### Records

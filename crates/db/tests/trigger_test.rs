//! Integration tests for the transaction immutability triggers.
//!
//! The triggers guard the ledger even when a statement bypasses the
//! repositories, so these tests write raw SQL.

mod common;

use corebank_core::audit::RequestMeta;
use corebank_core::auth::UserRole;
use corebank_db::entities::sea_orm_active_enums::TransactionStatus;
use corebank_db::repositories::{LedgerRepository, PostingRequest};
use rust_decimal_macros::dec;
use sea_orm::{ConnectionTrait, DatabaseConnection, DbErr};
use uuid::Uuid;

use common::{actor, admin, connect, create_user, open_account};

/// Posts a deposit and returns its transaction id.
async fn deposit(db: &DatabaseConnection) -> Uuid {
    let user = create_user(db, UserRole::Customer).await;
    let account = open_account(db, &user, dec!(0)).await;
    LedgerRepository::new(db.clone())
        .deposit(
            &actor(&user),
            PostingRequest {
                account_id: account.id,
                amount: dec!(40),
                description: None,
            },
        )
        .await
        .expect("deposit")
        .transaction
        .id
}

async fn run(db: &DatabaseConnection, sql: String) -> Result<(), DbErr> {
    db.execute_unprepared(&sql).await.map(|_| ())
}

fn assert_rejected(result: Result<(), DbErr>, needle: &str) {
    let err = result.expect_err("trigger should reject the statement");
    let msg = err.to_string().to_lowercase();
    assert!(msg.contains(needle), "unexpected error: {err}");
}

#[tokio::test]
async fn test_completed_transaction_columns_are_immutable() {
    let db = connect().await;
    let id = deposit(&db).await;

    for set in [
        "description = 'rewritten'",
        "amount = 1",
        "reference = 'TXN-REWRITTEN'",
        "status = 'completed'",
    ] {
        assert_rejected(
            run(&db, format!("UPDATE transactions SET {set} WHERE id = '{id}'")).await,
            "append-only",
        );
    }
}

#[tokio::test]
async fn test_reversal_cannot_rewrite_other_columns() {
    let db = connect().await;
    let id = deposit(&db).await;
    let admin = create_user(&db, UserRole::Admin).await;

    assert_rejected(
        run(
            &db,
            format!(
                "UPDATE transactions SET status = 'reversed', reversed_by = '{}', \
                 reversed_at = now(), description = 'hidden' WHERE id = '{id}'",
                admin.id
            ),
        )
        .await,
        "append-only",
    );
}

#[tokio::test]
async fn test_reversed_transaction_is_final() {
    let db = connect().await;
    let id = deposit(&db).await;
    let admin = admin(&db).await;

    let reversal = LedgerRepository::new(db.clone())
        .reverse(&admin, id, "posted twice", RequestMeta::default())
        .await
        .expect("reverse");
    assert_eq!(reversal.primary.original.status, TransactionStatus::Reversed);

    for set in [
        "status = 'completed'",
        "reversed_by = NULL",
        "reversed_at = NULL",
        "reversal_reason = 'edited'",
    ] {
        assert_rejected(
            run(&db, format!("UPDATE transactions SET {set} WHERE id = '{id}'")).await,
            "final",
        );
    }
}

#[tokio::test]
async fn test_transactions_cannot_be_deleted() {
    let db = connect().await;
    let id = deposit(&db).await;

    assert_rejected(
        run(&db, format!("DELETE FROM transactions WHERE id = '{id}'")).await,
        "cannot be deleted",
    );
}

######
### Records

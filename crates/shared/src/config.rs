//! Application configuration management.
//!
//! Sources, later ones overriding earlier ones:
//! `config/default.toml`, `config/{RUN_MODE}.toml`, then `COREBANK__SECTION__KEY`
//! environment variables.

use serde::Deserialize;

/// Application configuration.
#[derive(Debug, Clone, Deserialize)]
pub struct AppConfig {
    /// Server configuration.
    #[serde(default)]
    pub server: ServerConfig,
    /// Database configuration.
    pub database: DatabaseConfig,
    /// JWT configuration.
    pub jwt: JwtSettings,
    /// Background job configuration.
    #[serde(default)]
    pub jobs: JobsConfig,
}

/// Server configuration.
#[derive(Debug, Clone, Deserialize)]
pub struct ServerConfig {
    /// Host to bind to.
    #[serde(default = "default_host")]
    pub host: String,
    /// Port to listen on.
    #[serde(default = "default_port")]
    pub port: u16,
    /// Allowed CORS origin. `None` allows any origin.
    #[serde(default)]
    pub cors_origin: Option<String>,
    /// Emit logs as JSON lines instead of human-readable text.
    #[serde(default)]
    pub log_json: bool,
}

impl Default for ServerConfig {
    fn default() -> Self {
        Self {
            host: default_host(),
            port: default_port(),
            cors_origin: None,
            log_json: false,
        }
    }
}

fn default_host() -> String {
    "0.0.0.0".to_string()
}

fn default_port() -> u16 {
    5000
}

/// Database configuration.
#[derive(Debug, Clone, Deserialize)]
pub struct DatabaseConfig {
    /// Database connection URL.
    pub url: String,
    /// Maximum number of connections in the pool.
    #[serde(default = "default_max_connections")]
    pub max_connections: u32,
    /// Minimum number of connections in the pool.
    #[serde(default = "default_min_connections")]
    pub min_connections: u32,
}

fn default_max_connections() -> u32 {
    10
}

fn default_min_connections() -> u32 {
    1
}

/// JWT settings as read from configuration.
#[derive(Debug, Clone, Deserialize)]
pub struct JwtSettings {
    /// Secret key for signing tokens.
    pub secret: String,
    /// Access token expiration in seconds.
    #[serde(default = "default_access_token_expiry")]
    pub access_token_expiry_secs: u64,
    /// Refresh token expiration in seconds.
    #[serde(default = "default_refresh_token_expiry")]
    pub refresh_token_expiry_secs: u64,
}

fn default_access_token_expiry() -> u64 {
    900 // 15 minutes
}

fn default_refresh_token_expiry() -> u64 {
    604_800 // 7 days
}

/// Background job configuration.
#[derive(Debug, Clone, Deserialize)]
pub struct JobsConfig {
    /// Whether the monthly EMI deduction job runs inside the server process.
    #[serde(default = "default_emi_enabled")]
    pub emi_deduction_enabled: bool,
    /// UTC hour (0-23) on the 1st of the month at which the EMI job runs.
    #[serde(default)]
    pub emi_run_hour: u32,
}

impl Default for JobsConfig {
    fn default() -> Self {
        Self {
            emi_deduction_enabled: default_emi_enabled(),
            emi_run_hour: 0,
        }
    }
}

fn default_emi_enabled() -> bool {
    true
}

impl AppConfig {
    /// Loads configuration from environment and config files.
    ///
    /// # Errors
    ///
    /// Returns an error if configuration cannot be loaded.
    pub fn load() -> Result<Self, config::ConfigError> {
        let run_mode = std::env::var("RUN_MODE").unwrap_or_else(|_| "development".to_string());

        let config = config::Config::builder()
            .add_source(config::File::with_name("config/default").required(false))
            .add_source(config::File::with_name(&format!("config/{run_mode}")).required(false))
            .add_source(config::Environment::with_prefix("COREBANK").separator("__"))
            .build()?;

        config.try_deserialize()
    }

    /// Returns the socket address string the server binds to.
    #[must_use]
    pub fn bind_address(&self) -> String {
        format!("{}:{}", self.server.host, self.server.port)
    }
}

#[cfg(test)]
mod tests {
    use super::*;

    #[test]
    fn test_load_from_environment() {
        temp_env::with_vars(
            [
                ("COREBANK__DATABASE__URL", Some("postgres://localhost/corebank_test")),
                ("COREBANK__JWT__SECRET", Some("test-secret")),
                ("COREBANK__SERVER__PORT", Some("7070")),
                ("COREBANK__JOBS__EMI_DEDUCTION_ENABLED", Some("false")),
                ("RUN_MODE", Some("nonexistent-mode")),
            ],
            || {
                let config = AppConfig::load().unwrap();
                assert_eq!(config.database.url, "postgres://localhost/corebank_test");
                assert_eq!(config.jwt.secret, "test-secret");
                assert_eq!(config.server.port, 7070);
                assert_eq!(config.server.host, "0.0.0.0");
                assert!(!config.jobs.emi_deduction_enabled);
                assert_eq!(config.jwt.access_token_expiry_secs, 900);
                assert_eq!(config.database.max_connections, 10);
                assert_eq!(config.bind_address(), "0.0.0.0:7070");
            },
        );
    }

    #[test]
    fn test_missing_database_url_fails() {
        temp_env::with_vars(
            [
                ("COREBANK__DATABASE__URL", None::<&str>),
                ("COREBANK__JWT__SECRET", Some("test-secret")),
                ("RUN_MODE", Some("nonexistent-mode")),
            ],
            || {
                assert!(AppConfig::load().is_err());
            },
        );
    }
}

######
### Records

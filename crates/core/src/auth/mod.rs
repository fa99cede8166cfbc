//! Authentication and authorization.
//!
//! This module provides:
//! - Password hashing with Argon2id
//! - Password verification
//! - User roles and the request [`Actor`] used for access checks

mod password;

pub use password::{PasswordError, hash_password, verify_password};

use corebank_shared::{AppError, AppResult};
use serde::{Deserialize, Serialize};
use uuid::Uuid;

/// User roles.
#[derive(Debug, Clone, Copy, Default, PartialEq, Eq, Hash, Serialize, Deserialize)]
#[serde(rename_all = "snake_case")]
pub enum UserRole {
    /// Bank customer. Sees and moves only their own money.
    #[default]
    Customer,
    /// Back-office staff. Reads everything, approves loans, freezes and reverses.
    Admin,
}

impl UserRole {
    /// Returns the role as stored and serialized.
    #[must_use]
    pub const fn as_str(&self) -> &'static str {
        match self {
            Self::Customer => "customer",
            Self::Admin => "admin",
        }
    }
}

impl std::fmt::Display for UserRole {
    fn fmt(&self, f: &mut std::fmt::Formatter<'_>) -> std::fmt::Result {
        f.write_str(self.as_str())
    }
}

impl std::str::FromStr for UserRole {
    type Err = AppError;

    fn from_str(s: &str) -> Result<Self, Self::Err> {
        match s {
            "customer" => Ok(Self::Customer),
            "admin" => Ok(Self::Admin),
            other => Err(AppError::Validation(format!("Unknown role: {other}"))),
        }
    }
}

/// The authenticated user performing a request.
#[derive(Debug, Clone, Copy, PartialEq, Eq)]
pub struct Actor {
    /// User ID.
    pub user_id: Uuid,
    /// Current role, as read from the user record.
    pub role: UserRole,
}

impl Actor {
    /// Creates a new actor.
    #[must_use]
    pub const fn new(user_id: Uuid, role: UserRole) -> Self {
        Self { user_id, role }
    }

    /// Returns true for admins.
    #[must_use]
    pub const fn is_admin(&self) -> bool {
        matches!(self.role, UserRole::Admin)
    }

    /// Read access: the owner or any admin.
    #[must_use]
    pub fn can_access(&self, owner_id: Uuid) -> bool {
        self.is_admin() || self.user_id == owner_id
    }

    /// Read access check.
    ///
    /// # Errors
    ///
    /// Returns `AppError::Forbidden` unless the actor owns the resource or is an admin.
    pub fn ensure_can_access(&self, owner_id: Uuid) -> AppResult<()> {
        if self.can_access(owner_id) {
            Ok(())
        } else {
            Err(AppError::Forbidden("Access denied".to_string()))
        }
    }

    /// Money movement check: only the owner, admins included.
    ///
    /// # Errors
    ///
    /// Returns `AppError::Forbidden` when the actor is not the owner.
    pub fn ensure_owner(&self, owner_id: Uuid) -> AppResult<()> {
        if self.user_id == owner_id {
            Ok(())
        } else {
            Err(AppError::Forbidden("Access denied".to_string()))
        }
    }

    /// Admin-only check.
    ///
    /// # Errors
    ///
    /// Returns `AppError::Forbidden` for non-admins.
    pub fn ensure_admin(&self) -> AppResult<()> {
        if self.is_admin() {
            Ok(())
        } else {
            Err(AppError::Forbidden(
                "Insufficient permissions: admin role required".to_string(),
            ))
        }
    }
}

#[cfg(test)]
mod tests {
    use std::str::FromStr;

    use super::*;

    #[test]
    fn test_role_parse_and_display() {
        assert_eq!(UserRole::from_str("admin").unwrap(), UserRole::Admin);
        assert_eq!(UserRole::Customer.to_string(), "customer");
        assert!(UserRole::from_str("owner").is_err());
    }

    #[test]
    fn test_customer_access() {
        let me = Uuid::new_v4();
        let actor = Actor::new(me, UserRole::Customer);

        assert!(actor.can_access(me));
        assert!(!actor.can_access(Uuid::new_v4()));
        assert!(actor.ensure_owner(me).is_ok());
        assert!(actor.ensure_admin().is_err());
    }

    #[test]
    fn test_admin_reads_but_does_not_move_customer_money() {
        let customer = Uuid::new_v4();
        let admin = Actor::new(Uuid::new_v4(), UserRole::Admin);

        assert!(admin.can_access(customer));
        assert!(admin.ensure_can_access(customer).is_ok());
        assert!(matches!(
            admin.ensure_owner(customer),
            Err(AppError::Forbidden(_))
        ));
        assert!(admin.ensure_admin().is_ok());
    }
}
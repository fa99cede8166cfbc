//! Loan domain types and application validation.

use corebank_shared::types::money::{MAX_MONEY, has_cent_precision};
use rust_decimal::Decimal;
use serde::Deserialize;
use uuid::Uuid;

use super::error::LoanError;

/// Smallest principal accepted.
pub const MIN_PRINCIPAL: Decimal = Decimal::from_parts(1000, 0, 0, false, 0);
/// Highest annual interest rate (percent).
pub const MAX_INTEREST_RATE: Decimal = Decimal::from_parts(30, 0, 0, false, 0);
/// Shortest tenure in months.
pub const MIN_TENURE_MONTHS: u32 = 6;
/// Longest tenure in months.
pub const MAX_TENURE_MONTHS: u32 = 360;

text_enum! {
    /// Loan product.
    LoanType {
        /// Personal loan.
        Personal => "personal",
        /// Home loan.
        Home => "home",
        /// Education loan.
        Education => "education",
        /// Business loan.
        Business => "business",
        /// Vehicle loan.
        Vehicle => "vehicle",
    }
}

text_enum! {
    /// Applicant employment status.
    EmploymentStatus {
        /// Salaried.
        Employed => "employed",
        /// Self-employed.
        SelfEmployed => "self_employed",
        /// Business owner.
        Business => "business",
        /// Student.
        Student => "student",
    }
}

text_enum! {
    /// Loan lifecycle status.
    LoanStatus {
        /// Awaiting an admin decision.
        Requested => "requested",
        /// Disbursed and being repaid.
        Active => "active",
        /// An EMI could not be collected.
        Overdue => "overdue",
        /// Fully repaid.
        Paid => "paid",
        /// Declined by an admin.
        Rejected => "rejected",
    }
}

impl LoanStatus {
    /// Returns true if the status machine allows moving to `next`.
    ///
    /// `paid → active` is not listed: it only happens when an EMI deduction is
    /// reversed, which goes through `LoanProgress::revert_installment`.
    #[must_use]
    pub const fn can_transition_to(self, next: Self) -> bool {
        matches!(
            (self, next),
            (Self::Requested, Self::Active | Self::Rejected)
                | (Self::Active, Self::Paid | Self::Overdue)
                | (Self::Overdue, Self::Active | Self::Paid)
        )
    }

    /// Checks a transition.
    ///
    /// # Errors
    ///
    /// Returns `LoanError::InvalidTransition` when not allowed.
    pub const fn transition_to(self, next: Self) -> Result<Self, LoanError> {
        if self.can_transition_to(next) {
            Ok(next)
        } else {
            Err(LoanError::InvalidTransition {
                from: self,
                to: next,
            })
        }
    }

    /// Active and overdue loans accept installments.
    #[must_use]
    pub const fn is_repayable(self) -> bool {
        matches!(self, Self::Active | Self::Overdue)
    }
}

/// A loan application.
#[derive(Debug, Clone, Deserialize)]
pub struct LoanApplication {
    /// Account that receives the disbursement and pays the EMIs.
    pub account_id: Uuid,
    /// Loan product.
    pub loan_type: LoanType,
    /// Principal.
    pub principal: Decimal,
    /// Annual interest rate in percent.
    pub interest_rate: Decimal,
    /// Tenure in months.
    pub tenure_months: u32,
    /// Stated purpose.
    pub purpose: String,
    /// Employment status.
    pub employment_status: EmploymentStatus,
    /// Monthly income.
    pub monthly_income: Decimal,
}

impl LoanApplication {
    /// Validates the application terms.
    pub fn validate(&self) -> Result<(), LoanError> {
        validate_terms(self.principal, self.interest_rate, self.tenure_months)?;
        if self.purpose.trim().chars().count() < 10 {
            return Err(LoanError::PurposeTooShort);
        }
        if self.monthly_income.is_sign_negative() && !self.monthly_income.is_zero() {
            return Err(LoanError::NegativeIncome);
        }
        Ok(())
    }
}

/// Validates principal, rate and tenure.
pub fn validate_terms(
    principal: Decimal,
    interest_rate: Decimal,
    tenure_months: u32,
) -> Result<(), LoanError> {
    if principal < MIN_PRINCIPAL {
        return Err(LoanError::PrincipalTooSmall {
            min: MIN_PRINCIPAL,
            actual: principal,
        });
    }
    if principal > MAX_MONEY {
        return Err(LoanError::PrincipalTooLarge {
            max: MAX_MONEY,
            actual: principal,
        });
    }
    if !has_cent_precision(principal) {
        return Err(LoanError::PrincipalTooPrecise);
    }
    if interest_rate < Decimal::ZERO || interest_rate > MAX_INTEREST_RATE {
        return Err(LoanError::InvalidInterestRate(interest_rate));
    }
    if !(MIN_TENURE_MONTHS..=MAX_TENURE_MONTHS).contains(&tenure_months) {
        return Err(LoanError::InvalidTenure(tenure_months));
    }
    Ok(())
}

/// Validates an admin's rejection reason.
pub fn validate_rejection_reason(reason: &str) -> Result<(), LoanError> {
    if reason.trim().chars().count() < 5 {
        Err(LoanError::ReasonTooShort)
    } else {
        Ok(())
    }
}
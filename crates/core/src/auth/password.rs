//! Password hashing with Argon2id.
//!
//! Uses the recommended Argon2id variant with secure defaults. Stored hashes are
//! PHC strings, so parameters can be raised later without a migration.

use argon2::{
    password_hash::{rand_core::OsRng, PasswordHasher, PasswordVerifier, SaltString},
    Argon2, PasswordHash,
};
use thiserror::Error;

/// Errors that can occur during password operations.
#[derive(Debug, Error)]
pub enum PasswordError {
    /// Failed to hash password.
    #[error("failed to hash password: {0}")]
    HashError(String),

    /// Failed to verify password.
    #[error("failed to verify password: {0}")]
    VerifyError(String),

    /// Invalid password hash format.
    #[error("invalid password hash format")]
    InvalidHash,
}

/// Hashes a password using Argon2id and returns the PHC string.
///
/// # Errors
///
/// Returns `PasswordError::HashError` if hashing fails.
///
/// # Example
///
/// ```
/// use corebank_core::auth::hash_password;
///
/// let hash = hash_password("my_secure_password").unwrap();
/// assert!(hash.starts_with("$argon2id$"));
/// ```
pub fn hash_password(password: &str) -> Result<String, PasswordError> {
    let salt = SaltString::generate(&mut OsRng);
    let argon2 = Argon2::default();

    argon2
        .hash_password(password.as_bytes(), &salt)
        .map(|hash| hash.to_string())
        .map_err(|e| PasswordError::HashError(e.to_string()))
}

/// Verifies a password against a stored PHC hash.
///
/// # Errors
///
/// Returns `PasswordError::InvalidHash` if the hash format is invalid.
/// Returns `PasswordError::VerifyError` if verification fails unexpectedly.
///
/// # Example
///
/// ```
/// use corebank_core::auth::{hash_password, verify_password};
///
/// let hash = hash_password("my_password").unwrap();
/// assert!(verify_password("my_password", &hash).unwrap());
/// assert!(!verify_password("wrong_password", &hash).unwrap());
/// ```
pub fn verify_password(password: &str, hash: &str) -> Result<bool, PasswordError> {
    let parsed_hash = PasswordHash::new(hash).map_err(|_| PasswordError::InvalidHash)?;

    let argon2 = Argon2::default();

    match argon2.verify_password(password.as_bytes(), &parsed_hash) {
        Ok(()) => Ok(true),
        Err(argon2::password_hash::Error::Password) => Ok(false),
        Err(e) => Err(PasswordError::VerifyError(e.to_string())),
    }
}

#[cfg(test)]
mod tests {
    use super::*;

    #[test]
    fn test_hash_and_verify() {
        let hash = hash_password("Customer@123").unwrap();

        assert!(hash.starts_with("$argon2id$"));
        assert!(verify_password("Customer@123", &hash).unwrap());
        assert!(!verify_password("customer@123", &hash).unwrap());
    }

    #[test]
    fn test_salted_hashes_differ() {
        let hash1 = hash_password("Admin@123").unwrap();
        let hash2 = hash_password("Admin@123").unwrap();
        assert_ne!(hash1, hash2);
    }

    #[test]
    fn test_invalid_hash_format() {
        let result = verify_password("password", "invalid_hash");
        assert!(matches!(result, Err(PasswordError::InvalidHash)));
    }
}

######

Look above for the line containing "filename crates/db/tests/trigger_test.rs" and the line containing "use corebank_core::audit::RequestMeta;". Transcribe both, with the lines between them, exactly.

filename crates/db/tests/trigger_test.rs
//! Integration tests for the transaction immutability triggers.
//!
//! The triggers guard the ledger even when a statement bypasses the
//! repositories, so these tests write raw SQL.

mod common;

use corebank_core::audit::RequestMeta;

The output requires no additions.